From the entries that follow, copy each line containing the word "their".

Saved data entries
·····
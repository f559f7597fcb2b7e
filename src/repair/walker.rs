//! Symlink repair walk.
//! Depth-first over a relocated annotation-source tree; symlinks are inspected but
//! never followed. Every destination is resolved by joining it onto the link's
//! containing directory, so the process working directory is never touched.

use anyhow::Result;
use serde::Serialize;
use std::fs;
use std::path::{Path, PathBuf};
use tracing::{debug, info, warn};
use walkdir::WalkDir;

use super::rewrite::{corrected_destination, nesting_delta};
use crate::errors::ReorgError;
use crate::fs_ops::{rename_durable, unique_temp_path};
use crate::platform::create_symlink;
use crate::shutdown;

/// A symlink observed during the walk.
#[derive(Debug, Clone, PartialEq, Eq)]
pub struct SymlinkEntry {
    pub containing_dir: PathBuf,
    pub link_name: PathBuf,
    pub recorded_destination: PathBuf,
}

impl SymlinkEntry {
    pub fn link_path(&self) -> PathBuf {
        self.containing_dir.join(&self.link_name)
    }

    /// Whether `destination` exists when resolved from the link's directory.
    pub fn resolves(&self, destination: &Path) -> bool {
        fs::metadata(self.containing_dir.join(destination)).is_ok()
    }
}

#[derive(Debug, Clone, PartialEq, Eq, Serialize)]
pub struct RepairedLink {
    pub link: PathBuf,
    pub old_destination: PathBuf,
    pub new_destination: PathBuf,
}

#[derive(Debug, Clone, PartialEq, Eq, Serialize)]
pub struct UnresolvedLink {
    pub link: PathBuf,
    pub recorded_destination: PathBuf,
    pub candidate: PathBuf,
}

/// What one walk saw and did.
#[derive(Debug, Clone, Default, PartialEq, Eq, Serialize)]
pub struct RepairReport {
    pub links_seen: u64,
    pub healthy: u64,
    /// Broken links whose destination has no data-type segment to rewrite.
    pub not_applicable: u64,
    pub repaired: Vec<RepairedLink>,
    pub unresolved: Vec<UnresolvedLink>,
    /// Entries the walk could not read or links it could not replace.
    pub errors: Vec<String>,
}

impl RepairReport {
    pub fn merge(&mut self, other: RepairReport) {
        self.links_seen += other.links_seen;
        self.healthy += other.healthy;
        self.not_applicable += other.not_applicable;
        self.repaired.extend(other.repaired);
        self.unresolved.extend(other.unresolved);
        self.errors.extend(other.errors);
    }
}

/// Substitution parameters for one walk.
#[derive(Debug, Clone, Copy)]
pub struct RepairWalker<'a> {
    pub data_type: &'a str,
    pub annotation_source: &'a str,
    pub dry_run: bool,
}

impl<'a> RepairWalker<'a> {
    pub fn new(data_type: &'a str, annotation_source: &'a str) -> Self {
        Self {
            data_type,
            annotation_source,
            dry_run: false,
        }
    }

    pub fn dry_run(mut self, dry_run: bool) -> Self {
        self.dry_run = dry_run;
        self
    }

    /// Walk `root` and mend broken links. A missing root is an empty walk.
    pub fn repair_tree(&self, root: &Path) -> Result<RepairReport> {
        let mut report = RepairReport::default();
        if !root.is_dir() {
            debug!(root = %root.display(), "repair root absent; nothing to walk");
            return Ok(report);
        }

        // Collect first: replacing links while a directory is being listed could
        // surface the temporary siblings in the listing.
        let mut links = Vec::new();
        for entry in WalkDir::new(root).follow_links(false).min_depth(1) {
            let entry = match entry {
                Ok(e) => e,
                Err(e) => {
                    warn!(root = %root.display(), error = %e, "skipping unreadable entry");
                    report.errors.push(e.to_string());
                    continue;
                }
            };
            if !entry.path_is_symlink() {
                continue;
            }
            let (Some(dir), Some(name)) = (entry.path().parent(), entry.path().file_name()) else {
                continue;
            };
            match fs::read_link(entry.path()) {
                Ok(recorded) => links.push(SymlinkEntry {
                    containing_dir: dir.to_path_buf(),
                    link_name: PathBuf::from(name),
                    recorded_destination: recorded,
                }),
                Err(e) => {
                    warn!(link = %entry.path().display(), error = %e, "cannot read symlink");
                    report.errors.push(format!("read {}: {}", entry.path().display(), e));
                }
            }
        }

        for link in &links {
            if shutdown::is_requested() {
                return Err(ReorgError::Interrupted.into());
            }
            report.links_seen += 1;
            self.visit(root, link, &mut report);
        }

        if !report.repaired.is_empty() || !report.unresolved.is_empty() {
            info!(
                root = %root.display(),
                data_type = self.data_type,
                repaired = report.repaired.len(),
                unresolved = report.unresolved.len(),
                "symlink repair finished"
            );
        }
        Ok(report)
    }

    fn visit(&self, root: &Path, link: &SymlinkEntry, report: &mut RepairReport) {
        if link.resolves(&link.recorded_destination) {
            report.healthy += 1;
            return;
        }

        let extra_hops = nesting_delta(root, &link.containing_dir);
        let Some(candidate) =
            corrected_destination(&link.recorded_destination, self.data_type, self.annotation_source, extra_hops)
        else {
            debug!(link = %link.link_path().display(), dest = %link.recorded_destination.display(), "broken link has no data-type segment; left as is");
            report.not_applicable += 1;
            return;
        };

        let link_path = link.link_path();
        if !link.resolves(&candidate) {
            let err = ReorgError::RepairFailure {
                link: link_path.clone(),
                candidate: candidate.clone(),
            };
            warn!(code = err.code(), kind = err.kind(), recorded = %link.recorded_destination.display(), "{err}");
            report.unresolved.push(UnresolvedLink {
                link: link_path,
                recorded_destination: link.recorded_destination.clone(),
                candidate,
            });
            return;
        }

        if self.dry_run {
            info!(link = %link_path.display(), from = %link.recorded_destination.display(), to = %candidate.display(), "dry-run: would repair symlink");
        } else if let Err(e) = replace_link(link, &candidate) {
            warn!(link = %link_path.display(), error = %e, "failed to replace symlink");
            report.errors.push(format!("{e:#}"));
            return;
        } else {
            info!(link = %link_path.display(), from = %link.recorded_destination.display(), to = %candidate.display(), "Repaired symlink");
        }
        report.repaired.push(RepairedLink {
            link: link_path,
            old_destination: link.recorded_destination.clone(),
            new_destination: candidate,
        });
    }
}

/// Swap the link for one pointing at `destination`: the new link is created at a
/// temporary sibling and renamed over the old one.
fn replace_link(link: &SymlinkEntry, destination: &Path) -> Result<()> {
    let tmp = unique_temp_path(&link.containing_dir, "link");
    create_symlink(destination, &tmp)
        .map_err(|e| anyhow::anyhow!("create symlink {}: {}", tmp.display(), e))?;
    if let Err(e) = rename_durable(&tmp, &link.link_path()) {
        let _ = fs::remove_file(&tmp);
        return Err(e.into());
    }
    Ok(())
}

/// Convenience wrapper used by the orchestrator.
pub fn repair_tree(root: &Path, data_type: &str, annotation_source: &str, dry_run: bool) -> Result<RepairReport> {
    RepairWalker::new(data_type, annotation_source)
        .dry_run(dry_run)
        .repair_tree(root)
}
use std::process::ExitCode;

mod app;
mod logging;

fn main() -> ExitCode {
    let args = annotation_reorg::cli::parse();
    app::run(args)
}
use std::fs::File;
use std::io;
use std::path::{Path, PathBuf};
use std::time::{SystemTime, UNIX_EPOCH};

/// Hidden sibling name inside `dir`, unique per process and instant.
pub(crate) fn unique_temp_path(dir: &Path, tag: &str) -> PathBuf {
    let pid = std::process::id();
    let nanos = SystemTime::now()
        .duration_since(UNIX_EPOCH)
        .map(|d| d.as_nanos())
        .unwrap_or(0);
    dir.join(format!(".annotation_reorg.{tag}.{pid}.{nanos}.tmp"))
}

pub(crate) fn is_cross_device(e: &io::Error) -> bool {
    // io::ErrorKind::CrossesDevices is not stable everywhere; match the raw code.
    #[cfg(unix)]
    {
        e.raw_os_error() == Some(libc::EXDEV)
    }
    #[cfg(not(unix))]
    {
        e.raw_os_error() == Some(17)
    }
}

/// True when something (file, dir or symlink, even dangling) sits at `path`.
pub(crate) fn entry_exists(path: &Path) -> bool {
    std::fs::symlink_metadata(path).is_ok()
}

#[cfg(unix)]
pub(crate) fn fsync_dir(dir: &Path) -> io::Result<()> {
    File::open(dir)?.sync_all()
}

#[cfg(not(unix))]
pub(crate) fn fsync_dir(_dir: &Path) -> io::Result<()> {
    Ok(())
}
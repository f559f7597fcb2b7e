//! Platform-specific helpers.
//! Hides OS differences behind a small uniform API so the rest of the crate
//! stays platform-agnostic.

#[cfg(unix)]
mod unix;
#[cfg(not(unix))]
mod windows;

#[cfg(unix)]
pub use unix::{create_symlink, open_log_file_secure_append};

#[cfg(not(unix))]
pub use windows::{create_symlink, open_log_file_secure_append};
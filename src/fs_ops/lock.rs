//! Advisory run lock.
//! Holds an exclusive `fs2` lock on `.annotation_reorg.lock` at the FTP root so two
//! reorganization runs never mutate the same tree at once.
//!
//! Notes:
//! - Acquisition never blocks: a held lock is reported as `ReorgError::RunLocked`.
//! - The lock is released when the guard is dropped; the lock file stays in place
//!   so every run locks the same inode.

use anyhow::Result;
use fs2::FileExt;
use std::fs::{File, OpenOptions};
use std::io;
use std::path::{Path, PathBuf};
use tracing::trace;

use super::helpers::io_error_with_help;
use crate::errors::ReorgError;

pub const LOCK_FILE_NAME: &str = ".annotation_reorg.lock";

/// RAII guard held for the duration of a run.
#[derive(Debug)]
pub struct RunLock {
    file: File,
    path: PathBuf,
}

impl RunLock {
    /// Try to take the lock for `root` without waiting.
    pub fn acquire(root: &Path) -> Result<RunLock> {
        let path = root.join(LOCK_FILE_NAME);
        let file = OpenOptions::new()
            .read(true)
            .write(true)
            .create(true)
            .truncate(false)
            .open(&path)
            .map_err(io_error_with_help("open run lock", &path))?;

        match file.try_lock_exclusive() {
            Ok(()) => {
                trace!(path = %path.display(), "run lock acquired");
                Ok(RunLock { file, path })
            }
            Err(e) if e.kind() == io::ErrorKind::WouldBlock || e.raw_os_error() == fs2::lock_contended_error().raw_os_error() => {
                Err(ReorgError::RunLocked(path).into())
            }
            Err(e) => Err(io_error_with_help("lock", &path)(e)),
        }
    }

    pub fn path(&self) -> &Path {
        &self.path
    }
}

impl Drop for RunLock {
    fn drop(&mut self) {
        let _ = FileExt::unlock(&self.file);
    }
}
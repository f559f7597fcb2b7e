//! CLI definition and parsing.
//! Defines Args and provides parse() for command-line handling.
//!
//! Notes:
//! - Settings from the XML config are applied first; flags given here win.
//! - --debug and --verbose are shorthands for --log-level debug / info.

use clap::{ArgAction, Parser, ValueHint};
use std::path::PathBuf;

use crate::config::types::{Config, LogLevel};
use crate::fs_ops::{ExistingTarget, Strategy};
use crate::species::DataType;

/// Regroup species dumps of a release FTP tree under their annotation source.
#[derive(Parser, Debug, Clone)]
#[command(
    author,
    version,
    about = "Regroup release FTP species dumps under their annotation source and repair broken symlinks"
)]
pub struct Args {
    /// Release numbers, e.g. `-e 110 111`
    #[arg(short = 'e', long = "release-version", visible_alias = "release_version", num_args = 1.., action = ArgAction::Append, required = true)]
    pub release_version: Vec<u32>,

    /// Rapid release numbers, e.g. `-r 60 61`
    #[arg(short = 'r', long = "rapid-version", visible_alias = "rapid_version", num_args = 1.., action = ArgAction::Append, required = true)]
    pub rapid_version: Vec<u32>,

    /// Release FTP root holding `species/` and `timestamped/species/`
    #[arg(short = 'f', long = "ftp-path", visible_alias = "ftp_path", value_hint = ValueHint::DirPath)]
    pub ftp_path: Option<PathBuf>,

    /// Metadata database location (directory or file:// URL of the JSON export)
    #[arg(short = 'm', long = "metadata-url", visible_alias = "metadata_url")]
    pub metadata_url: Option<String>,

    /// Metadata database name
    #[arg(short = 'd', long = "metadata-dbname", visible_alias = "metadata_dbname")]
    pub metadata_dbname: Option<String>,

    /// Core databases location; without it every species uses the default annotation source
    #[arg(short = 'c', long = "coredb-url", visible_alias = "coredb_url")]
    pub coredb_url: Option<String>,

    /// Only process these species (production names)
    #[arg(short = 's', long = "species-names", visible_alias = "species_names", num_args = 1.., action = ArgAction::Append)]
    pub species_names: Vec<String>,

    /// Only process these core databases
    #[arg(short = 'n', long = "database-names", visible_alias = "database_names", num_args = 1.., action = ArgAction::Append)]
    pub database_names: Vec<String>,

    /// Data types to relocate (default: all, in order geneset genome rnaseq variation statistics)
    #[arg(short = 't', long = "data-type", visible_alias = "data_type", value_enum, num_args = 1.., action = ArgAction::Append)]
    pub data_type: Vec<DataType>,

    /// How a data-type tree reaches its new location
    #[arg(long, value_enum)]
    pub strategy: Option<Strategy>,

    /// What to do when the target already holds the data-type tree
    #[arg(long, value_enum)]
    pub existing_target: Option<ExistingTarget>,

    /// Do not read or write the resume ledger
    #[arg(long)]
    pub no_ledger: bool,

    /// Ledger location (default: <ftp_path>/.annotation_reorg.ledger.jsonl)
    #[arg(long, value_hint = ValueHint::FilePath)]
    pub ledger_path: Option<PathBuf>,

    /// Dry-run: log actions but do not modify the filesystem.
    #[arg(long, help = "Show what would be done, but do not modify files/directories")]
    pub dry_run: bool,

    /// Exit non-zero when the filters match no species
    #[arg(long)]
    pub fail_on_empty: bool,

    /// Write the batch report as JSON to this file
    #[arg(long, value_hint = ValueHint::FilePath)]
    pub report: Option<PathBuf>,

    /// Verbose output (equivalent to `--log-level info`).
    #[arg(short = 'v', long)]
    pub verbose: bool,

    /// Enable debug logging (equivalent to `--log-level debug`).
    #[arg(long, help = "Enable debug logging (shorthand for --log-level debug)")]
    pub debug: bool,

    /// Set log level. One of: quiet, normal, info, debug.
    #[arg(long, help = "Set log level: quiet, normal, info, debug")]
    pub log_level: Option<String>,

    /// Also append logs to this file
    #[arg(long, value_hint = ValueHint::FilePath)]
    pub log_file: Option<PathBuf>,

    /// Emit logs in structured JSON (includes timestamp, level, and structured fields).
    #[arg(long, help = "Emit logs in structured JSON")]
    pub json: bool,
}

impl Args {
    /// Effective log level derived from flags.
    /// Precedence: --debug > --log-level value > --verbose > None (use config default).
    pub fn effective_log_level(&self) -> Option<LogLevel> {
        if self.debug {
            return Some(LogLevel::Debug);
        }
        if let Some(level) = self.log_level.as_deref().and_then(LogLevel::parse) {
            return Some(level);
        }
        self.verbose.then_some(LogLevel::Info)
    }

    /// Apply CLI overrides to a loaded Config (in-place). No-ops for unset flags.
    pub fn apply_overrides(&self, cfg: &mut Config) {
        cfg.release_versions = self.release_version.clone();
        cfg.rapid_versions = self.rapid_version.clone();
        if let Some(p) = &self.ftp_path {
            cfg.ftp_path = p.clone();
        }
        if let Some(url) = &self.metadata_url {
            cfg.metadata_url = Some(url.clone());
        }
        if let Some(db) = &self.metadata_dbname {
            cfg.metadata_dbname = db.clone();
        }
        if let Some(url) = &self.coredb_url {
            cfg.coredb_url = Some(url.clone());
        }
        if !self.species_names.is_empty() {
            cfg.species_names = self.species_names.clone();
        }
        if !self.database_names.is_empty() {
            cfg.database_names = self.database_names.clone();
        }
        if !self.data_type.is_empty() {
            let mut types = Vec::new();
            for dt in &self.data_type {
                if !types.contains(dt) {
                    types.push(*dt);
                }
            }
            cfg.data_types = types;
        }
        if let Some(s) = self.strategy {
            cfg.strategy = s;
        }
        if let Some(e) = self.existing_target {
            cfg.existing_target = e;
        }
        if self.no_ledger {
            cfg.ledger = false;
        }
        if let Some(p) = &self.ledger_path {
            cfg.ledger_path = Some(p.clone());
        }
        if self.dry_run {
            cfg.dry_run = true;
        }
        if self.fail_on_empty {
            cfg.fail_on_empty = true;
        }
        if let Some(p) = &self.report {
            cfg.report_path = Some(p.clone());
        }
        if let Some(level) = self.effective_log_level() {
            cfg.log_level = level;
        }
        if let Some(p) = &self.log_file {
            cfg.log_file = Some(p.clone());
        }
    }
}

pub fn parse() -> Args {
    Args::parse()
}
·····
Answer:
/// Regroup species dumps of a release FTP tree under their annotation source.
    about = "Regroup release FTP species dumps under their annotation source and repair broken symlinks"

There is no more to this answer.